Six mayoral candidates arrived to speak at the hustings, held in a ‘room with a view’ over London at the top of the News UK building above London Bridge station. The only one missing was George Galloway.
After being welcomed by Ashok Sinha, LCC’s Chief Executive, the proceedings were chaired by Emma Tucker, Deputy Editor of The Times. Each candidate (in alphabetic order) gave a brief two-minute presentation. First up, therefore, was Siân Berry (Green) who recognised that cycling is key to making an efficient transport system in London; it is cheap, healthy, and non-polluting. She acknowledged that planning for cycling must involve communities and cyclist more satisfactorily and committed to spending 15% of TfL’s budget on cycling.

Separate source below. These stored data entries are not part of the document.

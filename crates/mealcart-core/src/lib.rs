//! # mealcart-core: Pure Business Logic for the Meal Storefront
//!
//! Cart math and form rules as pure functions with zero I/O dependencies.
//!
//! ## Architecture Position
//! ```text
//! ┌─────────────────────────────────────────────────────────────────────────┐
//! │                        Storefront Architecture                          │
//! │                                                                         │
//! │  ┌─────────────────────────────────────────────────────────────────┐   │
//! │  │                    Presentation (external)                      │   │
//! │  │    Menu list ──► Cart modal ──► Checkout form                   │   │
//! │  └─────────────────────────────┬───────────────────────────────────┘   │
//! │                                │                                        │
//! │  ┌─────────────────────────────▼───────────────────────────────────┐   │
//! │  │                    mealcart-client                              │   │
//! │  │    CartStore, MealCatalog, OrderSubmitter, Checkout             │   │
//! │  └─────────────────────────────┬───────────────────────────────────┘   │
//! │                                │                                        │
//! │  ┌─────────────────────────────▼───────────────────────────────────┐   │
//! │  │               ★ mealcart-core (THIS CRATE) ★                    │   │
//! │  │                                                                 │   │
//! │  │   ┌───────────┐  ┌───────────┐  ┌───────────┐  ┌───────────┐  │   │
//! │  │   │   types   │  │   money   │  │   cart    │  │ validation│  │   │
//! │  │   │ LineItem  │  │   Money   │  │   Cart    │  │  contact  │  │   │
//! │  │   │   Order   │  │  (cents)  │  │CartAction │  │  amount   │  │   │
//! │  │   └───────────┘  └───────────┘  └───────────┘  └───────────┘  │   │
//! │  │                                                                 │   │
//! │  │   NO I/O • NO NETWORK • PURE FUNCTIONS                          │   │
//! │  └─────────────────────────────────────────────────────────────────┘   │
//! └─────────────────────────────────────────────────────────────────────────┘
//! ```
//!
//! ## Modules
//!
//! - [`types`] - Wire and domain types (LineItem, MealRecord, Order, ...)
//! - [`money`] - Money type with integer arithmetic
//! - [`cart`] - Cart state and its reducer
//! - [`error`] - Domain error types
//! - [`validation`] - Checkout and quantity form rules
//!
//! ## Example Usage
//!
//! ```rust
//! use mealcart_core::{Cart, CartAction, LineItem, Money};
//!
//! let cart = Cart::new()
//!     .apply(CartAction::Add(LineItem::new("m1", "Sushi", Money::from_cents(250), 1)))
//!     .unwrap()
//!     .apply(CartAction::Add(LineItem::new("m1", "Sushi", Money::from_cents(250), 2)))
//!     .unwrap();
//!
//! assert_eq!(cart.items()[0].amount, 3);
//! assert_eq!(cart.total_amount(), Money::from_cents(750));
//! ```

// =============================================================================
// Module Declarations
// =============================================================================

pub mod cart;
pub mod error;
pub mod money;
pub mod types;
pub mod validation;

// =============================================================================
// Re-exports
// =============================================================================

pub use cart::{Cart, CartAction};
pub use error::{CoreError, CoreResult, ValidationError};
pub use money::Money;
pub use types::*;
pub use validation::{ContactForm, ContactValidity};

// =============================================================================
// Crate-Level Constants
// =============================================================================

/// Smallest quantity the add-to-cart form accepts.
pub const MIN_ORDER_AMOUNT: i64 = 1;

/// Largest quantity the add-to-cart form accepts in one submission.
///
/// Repeated adds of the same meal can push a line item past this; the limit
/// applies to the form input, not to the cart line.
pub const MAX_ORDER_AMOUNT: i64 = 5;

/// Largest unit price accepted for a meal, in cents ($1,000,000).
pub const MAX_PRICE_CENTS: i64 = 100_000_000;

/// Required length of a postal code, in characters, after trimming.
pub const POSTAL_CODE_LENGTH: usize = 5;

Zac Goldsmith (Conservative) pledged to maintain the same level of funding as Boris, to produce safe segregated cycle superhighways. He too mentioned the need to work with communities when planning cycle routes (although he didn’t mention CS11, he is well aware of the antagonism this has aroused) and said he intended to get HGVs off London’s roads by using consolidation centres and increasing the use of rail and water to transport goods. He plans to integrate Oyster cards with the cycle-hire scheme and to extend cycle-hire to outer London.

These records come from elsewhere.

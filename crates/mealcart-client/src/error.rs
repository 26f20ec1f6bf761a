//! # Client Error Types
//!
//! Error types for the storefront's I/O paths.
//!
//! ## Error Categories
//! ```text
//! ┌─────────────────────────────────────────────────────────────────────────┐
//! │                     Client Error Categories                             │
//! │                                                                         │
//! │  ┌─────────────────┐  ┌─────────────────┐  ┌─────────────────────────┐ │
//! │  │  ConfigError    │  │   LoadError     │  │     SubmitError         │ │
//! │  │                 │  │   (menu GET)    │  │     (order POST)        │ │
//! │  │  InvalidConfig  │  │  Transport      │  │  Transport              │ │
//! │  │  InvalidUrl     │  │  Status         │  │  Status                 │ │
//! │  │  LoadFailed     │  │  Decode         │  │  Serialization          │ │
//! │  │  SaveFailed     │  │                 │  │                         │ │
//! │  │  HttpClient     │  │                 │  │                         │ │
//! │  └─────────────────┘  └─────────────────┘  └─────────────────────────┘ │
//! └─────────────────────────────────────────────────────────────────────────┘
//! ```
//!
//! Nothing in this crate retries. `is_retryable()` lets the caller decide
//! whether offering the user a "try again" makes sense.

use thiserror::Error;

// =============================================================================
// Config Error
// =============================================================================

/// Result type alias for configuration operations.
pub type ConfigResult<T> = Result<T, ConfigError>;

/// Configuration load, save, and validation failures.
#[derive(Debug, Error)]
pub enum ConfigError {
    /// A setting has an unusable value.
    #[error("Invalid storefront configuration: {0}")]
    InvalidConfig(String),

    /// The store base URL does not parse or has the wrong scheme.
    #[error("Invalid store URL: {0}")]
    InvalidUrl(String),

    /// Failed to read or parse the config file.
    #[error("Failed to load config: {0}")]
    LoadFailed(String),

    /// Failed to write the config file.
    #[error("Failed to save config: {0}")]
    SaveFailed(String),

    /// The HTTP client could not be built from the settings.
    #[error("Failed to build HTTP client: {0}")]
    HttpClient(String),
}

impl From<std::io::Error> for ConfigError {
    fn from(err: std::io::Error) -> Self {
        ConfigError::LoadFailed(err.to_string())
    }
}

impl From<toml::de::Error> for ConfigError {
    fn from(err: toml::de::Error) -> Self {
        ConfigError::LoadFailed(err.to_string())
    }
}

impl From<toml::ser::Error> for ConfigError {
    fn from(err: toml::ser::Error) -> Self {
        ConfigError::SaveFailed(err.to_string())
    }
}

impl From<url::ParseError> for ConfigError {
    fn from(err: url::ParseError) -> Self {
        ConfigError::InvalidUrl(err.to_string())
    }
}

// =============================================================================
// Load Error
// =============================================================================

/// Menu fetch failures.
#[derive(Debug, Error)]
pub enum LoadError {
    /// The request never completed (DNS, refused, reset, timed out).
    #[error("Request failed: {0}")]
    Transport(String),

    /// The store answered with a non-success status.
    #[error("Request failed with status {status}")]
    Status { status: u16 },

    /// The body is not a valid catalog document.
    #[error("Invalid menu data: {0}")]
    Decode(String),
}

impl From<reqwest::Error> for LoadError {
    fn from(err: reqwest::Error) -> Self {
        if err.is_decode() {
            LoadError::Decode(err.to_string())
        } else if let Some(status) = err.status() {
            LoadError::Status {
                status: status.as_u16(),
            }
        } else {
            LoadError::Transport(err.to_string())
        }
    }
}

impl From<serde_json::Error> for LoadError {
    fn from(err: serde_json::Error) -> Self {
        LoadError::Decode(err.to_string())
    }
}

impl LoadError {
    /// Returns true if trying the same request again could succeed.
    pub fn is_retryable(&self) -> bool {
        match self {
            LoadError::Transport(_) => true,
            LoadError::Status { status } => *status >= 500,
            LoadError::Decode(_) => false,
        }
    }
}

// =============================================================================
// Submit Error
// =============================================================================

/// Order submission failures.
#[derive(Debug, Error)]
pub enum SubmitError {
    /// The request never completed (DNS, refused, reset, timed out).
    #[error("Order could not be sent: {0}")]
    Transport(String),

    /// The store rejected the order.
    #[error("Order store responded with status {status}")]
    Status { status: u16 },

    /// The order could not be encoded as JSON.
    #[error("Order serialization failed: {0}")]
    Serialization(String),
}

impl From<reqwest::Error> for SubmitError {
    fn from(err: reqwest::Error) -> Self {
        if let Some(status) = err.status() {
            SubmitError::Status {
                status: status.as_u16(),
            }
        } else {
            SubmitError::Transport(err.to_string())
        }
    }
}

impl From<serde_json::Error> for SubmitError {
    fn from(err: serde_json::Error) -> Self {
        SubmitError::Serialization(err.to_string())
    }
}

impl SubmitError {
    /// Returns true if sending the same order again could succeed.
    ///
    /// A transport failure after the body was sent may still have stored
    /// the order, so a retry can create a duplicate.
    pub fn is_retryable(&self) -> bool {
        match self {
            SubmitError::Transport(_) => true,
            SubmitError::Status { status } => *status >= 500,
            SubmitError::Serialization(_) => false,
        }
    }
}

For Sadiq Khan (Labour) the most important points for cycling were to improve cyclists’ safety, its contribution to reducing air pollution and its economic value because tubes and trains are already at capacity and only cycling has the capacity to keep London moving. He saw London as a cycling capital.
Caroline Pidgeon (Liberal Democrat) said that we need three times more protected cycle lanes than we have at present and she would increase cycling investment to 3% of TfL’s budget by 2020; this would provide a mini-Holland in every borough. She would prohibit HGVs at peak times and insist on Direct Vision lorries. The congestion charge would be increased and office parking restrictions would be tightened to deter motorists. She also argued that more spoil from construction projects should be removed by river, reducing the need for lorries.
Sophie Walker (Women’s Equality) pointed out that in London only one quarter of cyclists are women; the proportion of women cyclists is an indicator of the quality of cycling infrastructure. In Denmark and in Cambridge half the cyclists are women. She aims for more inclusive cycling, with more opportunities for cyclists with disabilities and for children. She argued for more imaginative use of data to examine the impact of investment in cycling on women’s experiences.
Peter Whittle (UKIP) was refreshingly unpretentious in his aims: to expand the cycle-hire scheme; to build a new cycle & pedestrian bridge in the Woolwich area and to scrap the Garden bridge (to applause from the audience); to double the congestion charge for Private Hire Vehicles (they make up 10% of cars in London) and to scrap HS2.
The chair then put questions to the candidates. A selection of these is included:
Asked how he would find the money to spend more on cycling, Sadiq Khan replied that he would review TfL’s business plans but couldn’t put a figure on how much this would save; he saw TfL as a flabby organisation which had made a number of uneconomic or wasteful orders.
Caroline Pidgeon pointed out that it was unrealistic to consider transport funding without considering fares; she proposed a one-hour bus ticket and cheaper ‘early-bird’ fares before 7.30; this is one of the few policies with a redistributive impact. She also pointed out that the cycling budget had been underspent every year for the last four years. She wanted to increase the congestion charge at different times of day.
Siân Berry argued that a London-wide congestion charge was needed and would raise money for
On the issue of air pollution, Sadiq claimed that by 2020 all buses would be electric or hydrogen-fuel. The ULEZ should be expanded and brought forward and motorists should be given incentives to drive ‘clean’ cars. Siân wanted the ULEZ to cover the whole of London.
In response to whether 20mph zones should be extended London-wide, the candidates were split: Zac, Peter and Sophie were happy to leave this to local boroughs (producing a patchwork across London), while Sadiq, Caroline and Siân wanted it to be London-wide.
What didn’t the candidates say:
No mention of pedestrianising Oxford Street.
Practically no mention of Quietways. They talk about Superhighways.
Nothing about cycling improvements in Outer London except mini-Hollands.
Bridges only mentioned in relation to river crossings. What about a bridge over the North Circular? Have they not seen beautiful Dutch cycle bridges?
No mention of children cycling to school or for fun, on their own or in families.
Paucity of fresh ideas!
They know the buzz-words – cycle superhighways, mini-Hollands, lorry-danger, segregation – but few of them really appreciate the advantages of people-friendly streets (the phrase used by Siân Berry) and the benefits of opening up the opportunities for cycling for everyone, everywhere.